What the exercise asks ->
This task calls for the complete listing below, reproduced exactly.

Exercise materials ->

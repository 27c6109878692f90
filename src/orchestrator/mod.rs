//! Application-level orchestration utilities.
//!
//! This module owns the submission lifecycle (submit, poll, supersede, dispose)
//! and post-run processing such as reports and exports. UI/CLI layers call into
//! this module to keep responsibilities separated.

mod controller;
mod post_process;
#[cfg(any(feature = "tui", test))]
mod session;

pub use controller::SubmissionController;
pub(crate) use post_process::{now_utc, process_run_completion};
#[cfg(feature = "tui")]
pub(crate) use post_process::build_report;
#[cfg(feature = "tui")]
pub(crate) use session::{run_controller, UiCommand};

Your response ->
repository 27c6109878692f90
filename src/orchestrator/mod.rs
//! Application-level orchestration utilities.
//!
//! This module owns the submission lifecycle (submit, poll, supersede, dispose)
//! and post-run processing such as reports and exports. UI/CLI layers call into
//! this module to keep responsibilities separated.

mod controller;
mod post_process;
#[cfg(any(feature = "tui", test))]
mod session;

pub use controller::SubmissionController;
pub(crate) use post_process::{now_utc, process_run_completion};
#[cfg(feature = "tui")]
pub(crate) use post_process::build_report;
#[cfg(feature = "tui")]
pub(crate) use session::{run_controller, UiCommand};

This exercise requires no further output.